Tempe makin dikenal di sejumlah negara. Karena itu, Pemerintah Indonesia perlu segera mengajukan makanan itu sebagai warisan budaya dunia asal Indonesia. Tujuannya agar budaya konsumsi dan produksi tempe tak hilang serta diklaim negara lain.
Terkait hal itu, Perhimpunan Pakar Gizi dan Pangan (Pergizi Pangan) Indonesia bersama Forum Tempe Indonesia mengajukan tempe sebagai warisan budaya nonbenda atau intangible cultural heritage of humanity (ICHH) yang diakui Organisasi Pendidikan, Ilmu Pengetahuan, dan Kebudayaan Perserikatan Bangsa-Bangsa (UNESCO).
Ketua Pergizi Pangan Indonesia Prof Hardinsyah, di Bogor, Selasa (4/8), menjelaskan, bagi masyarakat Indonesia, tempe bukan sekadar makanan, melainkan punya nilai budaya, sejarah, dan ekonomi bangsa. Karena itu, tempe layak jadi simbol budaya.
Sebelum tersebar ke sejumlah negara, sejak dulu tempe dikenal di Indonesia. Menurut bukti sejarah, tempe pertama kali dibuat di daerah Bayat, Klaten, Jawa Tengah, dan biasa dikonsumsi sekitar tahun 1700. Cara pembuatan tempe unik dan tradisional, mulai dari pembersihan dan perebusan kedelai, dilanjutkan peragian hingga fermentasi.
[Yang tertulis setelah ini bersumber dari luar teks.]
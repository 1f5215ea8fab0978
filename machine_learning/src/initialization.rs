use comms::specs::machine_learning::InitSpec;
use rand::Rng;
use rand_distr::{Distribution, Normal, Uniform};

use crate::{MlErr, Result, arch::layers::Layer};

/// A generator of initial parameter values.
#[derive(Debug, Clone, Copy)]
pub enum ParamGen {
    Const(f32),
    Uniform(Uniform<f32>),
    Normal(Normal<f32>),
}

impl ParamGen {
    /// Creates a new uniform generator over `[low, high)`.
    ///
    /// # Returns
    /// An error if the range is invalid (low >= high).
    pub fn uniform(low: f32, high: f32) -> Result<Self> {
        let distribution =
            Uniform::new(low, high).map_err(|e| MlErr::InvalidInit(e.to_string()))?;
        Ok(Self::Uniform(distribution))
    }

    /// Creates a new normal generator.
    ///
    /// # Returns
    /// An error if `std_dev` is not finite (Nan or infinite).
    pub fn normal(mean: f32, std_dev: f32) -> Result<Self> {
        let distribution =
            Normal::new(mean, std_dev).map_err(|e| MlErr::InvalidInit(e.to_string()))?;
        Ok(Self::Normal(distribution))
    }

    /// The `±1/sqrt(fan_in)` uniform generator.
    pub fn fan_in_uniform(fan_in: usize) -> Result<Self> {
        let bound = 1. / (fan_in.max(1) as f32).sqrt();
        Self::uniform(-bound, bound)
    }

    /// Kaiming normal in fan out mode, as used for layers followed by a ReLU.
    pub fn kaiming_fan_out(fan_out: usize) -> Result<Self> {
        let std_dev = (2. / fan_out.max(1) as f32).sqrt();
        Self::normal(0., std_dev)
    }

    /// Fills `out` with samples of this generator.
    pub fn fill<R: Rng>(&self, rng: &mut R, out: &mut [f32]) {
        match self {
            ParamGen::Const(value) => out.fill(*value),
            ParamGen::Uniform(d) => out.iter_mut().for_each(|p| *p = d.sample(rng)),
            ParamGen::Normal(d) => out.iter_mut().for_each(|p| *p = d.sample(rng)),
        }
    }
}

/// Returns one generator per parameter tensor of `layer`, in storage order.
fn layer_gens(layer: &Layer, init: InitSpec) -> Result<Vec<ParamGen>> {
    let gens = match (layer, init) {
        (Layer::Conv2d(l), InitSpec::Default) => {
            let fan_in = l.fans().0;
            vec![ParamGen::fan_in_uniform(fan_in)?; 2]
        }
        (Layer::Linear(l), InitSpec::Default) => {
            let fan_in = l.fans().0;
            vec![ParamGen::fan_in_uniform(fan_in)?; 2]
        }
        (Layer::Conv2d(l), InitSpec::KaimingFanOut) => {
            vec![ParamGen::kaiming_fan_out(l.fans().1)?, ParamGen::Const(0.)]
        }
        (Layer::Linear(_), InitSpec::KaimingFanOut) => {
            vec![ParamGen::normal(0., 0.01)?, ParamGen::Const(0.)]
        }
        _ => Vec::new(),
    };

    Ok(gens)
}

/// Initializes the flat parameter vector of a stack of layers.
///
/// # Arguments
/// * `layers` - The layers that own the parameters, in order.
/// * `init` - The initialization scheme.
/// * `params` - The flat parameters, as long as the sum of the layers' sizes.
/// * `rng` - A random number generator.
///
/// # Returns
/// An error if `params` has the wrong length or a distribution is invalid.
pub fn init_params<R: Rng>(
    layers: &[Layer],
    init: InitSpec,
    params: &mut [f32],
    rng: &mut R,
) -> Result<()> {
    let expected: usize = layers.iter().map(Layer::size).sum();
    if params.len() != expected {
        return Err(MlErr::SizeMismatch {
            what: "initialized parameters",
            got: params.len(),
            expected,
        });
    }

    let mut rest = params;
    for layer in layers {
        for (gen_, size) in layer_gens(layer, init)?.iter().zip(layer.param_sizes()) {
            let (chunk, tail) = rest.split_at_mut(size);
            gen_.fill(rng, chunk);
            rest = tail;
        }
    }

    Ok(())
}

#[cfg(test)]
mod tests {
    use rand::{SeedableRng, rngs::StdRng};

    use super::*;
    use crate::arch::layers::{Conv2d, Linear, Relu};

    #[test]
    fn default_init_is_bounded_by_fan_in() {
        let layers = [
            Layer::Conv2d(Conv2d::new(2, 3, (3, 3), (1, 1), (0, 0))),
            Layer::Relu(Relu),
            Layer::Linear(Linear::new((8, 4))),
        ];
        let size: usize = layers.iter().map(Layer::size).sum();
        let mut params = vec![f32::NAN; size];

        let mut rng = StdRng::seed_from_u64(1);
        init_params(&layers, InitSpec::Default, &mut params, &mut rng).unwrap();

        let (conv, linear) = params.split_at(layers[0].size());
        let conv_bound = 1. / 18f32.sqrt();
        let linear_bound = 1. / 8f32.sqrt();
        assert!(conv.iter().all(|p| p.abs() <= conv_bound));
        assert!(linear.iter().all(|p| p.abs() <= linear_bound));
    }

    #[test]
    fn kaiming_fan_out_zeroes_biases() {
        let layers = [
            Layer::Conv2d(Conv2d::new(2, 3, (3, 3), (1, 1), (1, 1))),
            Layer::Linear(Linear::new((5, 2))),
        ];
        let size: usize = layers.iter().map(Layer::size).sum();
        let mut params = vec![f32::NAN; size];

        init_params(
            &layers,
            InitSpec::KaimingFanOut,
            &mut params,
            &mut StdRng::seed_from_u64(7),
        )
        .unwrap();

        let conv_bias = &params[54..57];
        let linear_bias = &params[size - 2..];
        assert!(conv_bias.iter().chain(linear_bias).all(|&b| b == 0.));
        assert!(params.iter().all(|p| p.is_finite()));
        assert!(params[..54].iter().any(|&p| p != 0.));
    }

    #[test]
    fn wrong_length_is_rejected() {
        let layers = [Layer::Linear(Linear::new((2, 2)))];
        let mut params = vec![0.; 5];
        let mut rng = StdRng::seed_from_u64(0);
        let err = init_params(&layers, InitSpec::Default, &mut params, &mut rng);
        assert!(matches!(err, Err(MlErr::SizeMismatch { .. })));
    }
}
Tempe lalu menyebar ke sejumlah daerah. Hingga kini, ada setidaknya 100.000 perajin tempe di Indonesia. Mayoritas perajin ialah pelaku usaha kecil dan menengah dengan kapasitas produksi 10 kilogram sampai 2 ton sehari. Dengan meluasnya pasar, cara pembuatan tempe kian beragam. Pembuatan tempe di Malang, misalnya, melalui dua kali perebusan, sedangkan di Yogyakarta satu kali perebusan.
Selain itu, warga terbiasa mengonsumsi tempe sehingga Indonesia jadi negara dengan konsumsi kedelai tebesar di dunia. Rata-rata kebutuhan kedelai Indonesia 2,5 juta ton per tahun dan 90 persennya untuk kebutuhan pangan, terutama diolah jadi tempe. "Tempe diracik dengan berbagai cara dan rasa. Ini keunikan tempe," ujarnya.
Ketua Forum Tempe Indonesia Prof Made Astawan menjelaskan, tempe mendunia seiring ekspansi usaha oleh sejumlah perajin tempe ke luar negeri. Itu didukung riset manfaat dan khasiat tempe dari sejumlah negara. Apalagi ada warga pantang makan daging memakai tempe sebagai pengganti daging, ikan, dan telur, karena mengandung protein setara dan vitamin B12.
Agar tempe diakui sebagai warisan budaya Indonesia, pihaknya menginisiasi hal itu pada 2014 dilanjutkan pengumpulan data awal tahun ini. Pada 2016, pengumpulan dokumen masuk tahap akhir dan akan disampaikan ke Kementerian Pendidikan dan Kebudayaan. Pada 2017, pihaknya akan mengajukan ke UNESCO dan dokumen itu diharapkan diterima UNESCO pada 2018.
Pihaknya juga menggalang dukungan masyarakat secara daring. Hingga 29 Juli 2015, terkumpul 19.000 dukungan. Komunikasi dilakukan dengan sejumlah pihak. Salah satu penilaian UNESCO ialah cara pemerintah memelihara kesinambungan budaya itu.